• _Task brief_
Your task is to copy the lines of the data below from the line holding "if keys.left &&" through the line holding "self.position = bounds.clamp(self.position);", inclusive, exactly and with nothing added.
##### Material to process
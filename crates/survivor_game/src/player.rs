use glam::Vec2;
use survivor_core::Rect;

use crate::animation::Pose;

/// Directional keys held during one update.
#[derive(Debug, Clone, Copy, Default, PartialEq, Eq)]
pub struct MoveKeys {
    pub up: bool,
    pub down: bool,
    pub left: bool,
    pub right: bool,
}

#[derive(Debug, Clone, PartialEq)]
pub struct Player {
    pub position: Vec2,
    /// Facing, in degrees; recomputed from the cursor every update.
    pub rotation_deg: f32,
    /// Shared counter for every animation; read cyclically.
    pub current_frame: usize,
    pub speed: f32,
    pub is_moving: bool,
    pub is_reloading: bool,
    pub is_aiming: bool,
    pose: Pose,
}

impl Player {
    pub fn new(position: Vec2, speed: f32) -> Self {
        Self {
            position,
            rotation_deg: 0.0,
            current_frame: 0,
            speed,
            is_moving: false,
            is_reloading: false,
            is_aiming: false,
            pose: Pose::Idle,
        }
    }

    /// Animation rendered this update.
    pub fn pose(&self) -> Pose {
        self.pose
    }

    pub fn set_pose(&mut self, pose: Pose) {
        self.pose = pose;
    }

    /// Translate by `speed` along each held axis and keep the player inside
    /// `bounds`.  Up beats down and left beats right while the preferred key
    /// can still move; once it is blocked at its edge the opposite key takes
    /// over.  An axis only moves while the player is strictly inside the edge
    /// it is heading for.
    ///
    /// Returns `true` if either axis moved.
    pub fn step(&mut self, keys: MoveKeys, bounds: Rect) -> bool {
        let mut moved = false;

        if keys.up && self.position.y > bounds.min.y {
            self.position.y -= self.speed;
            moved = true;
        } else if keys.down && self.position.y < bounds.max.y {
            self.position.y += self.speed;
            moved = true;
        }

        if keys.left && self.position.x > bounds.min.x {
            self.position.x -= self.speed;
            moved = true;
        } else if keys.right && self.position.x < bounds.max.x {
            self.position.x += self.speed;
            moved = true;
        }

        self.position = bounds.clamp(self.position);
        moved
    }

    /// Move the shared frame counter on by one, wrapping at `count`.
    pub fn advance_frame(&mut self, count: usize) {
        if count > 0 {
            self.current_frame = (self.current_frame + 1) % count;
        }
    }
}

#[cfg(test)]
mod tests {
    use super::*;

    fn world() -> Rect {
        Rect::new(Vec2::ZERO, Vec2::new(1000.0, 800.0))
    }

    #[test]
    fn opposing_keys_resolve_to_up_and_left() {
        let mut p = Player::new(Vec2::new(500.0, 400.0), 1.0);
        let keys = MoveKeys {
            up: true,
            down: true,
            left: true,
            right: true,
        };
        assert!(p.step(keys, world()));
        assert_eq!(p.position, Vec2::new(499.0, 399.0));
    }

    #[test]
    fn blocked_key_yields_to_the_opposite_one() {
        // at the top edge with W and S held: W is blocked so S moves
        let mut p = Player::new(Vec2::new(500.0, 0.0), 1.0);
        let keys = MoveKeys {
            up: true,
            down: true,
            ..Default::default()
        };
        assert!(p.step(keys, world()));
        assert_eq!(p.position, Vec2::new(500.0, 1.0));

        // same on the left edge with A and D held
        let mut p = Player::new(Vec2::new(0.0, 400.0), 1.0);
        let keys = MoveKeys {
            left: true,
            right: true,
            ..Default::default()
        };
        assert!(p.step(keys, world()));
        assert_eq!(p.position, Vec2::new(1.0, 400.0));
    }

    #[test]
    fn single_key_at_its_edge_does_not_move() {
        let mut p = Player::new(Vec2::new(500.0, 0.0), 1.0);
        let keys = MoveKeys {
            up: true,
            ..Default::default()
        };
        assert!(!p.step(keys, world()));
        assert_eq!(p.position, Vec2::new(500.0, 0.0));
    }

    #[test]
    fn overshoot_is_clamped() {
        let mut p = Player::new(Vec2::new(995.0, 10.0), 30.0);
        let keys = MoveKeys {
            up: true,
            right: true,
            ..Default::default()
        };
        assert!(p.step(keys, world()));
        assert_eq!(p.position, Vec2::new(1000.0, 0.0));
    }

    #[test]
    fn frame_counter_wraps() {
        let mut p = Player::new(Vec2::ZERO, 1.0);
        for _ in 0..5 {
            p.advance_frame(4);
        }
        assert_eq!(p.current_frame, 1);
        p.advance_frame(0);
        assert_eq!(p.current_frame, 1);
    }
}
##########
• _Response to the task_
        if keys.left && self.position.x > bounds.min.x {
            self.position.x -= self.speed;
            moved = true;
        } else if keys.right && self.position.x < bounds.max.x {
            self.position.x += self.speed;
            moved = true;
        }

        self.position = bounds.clamp(self.position);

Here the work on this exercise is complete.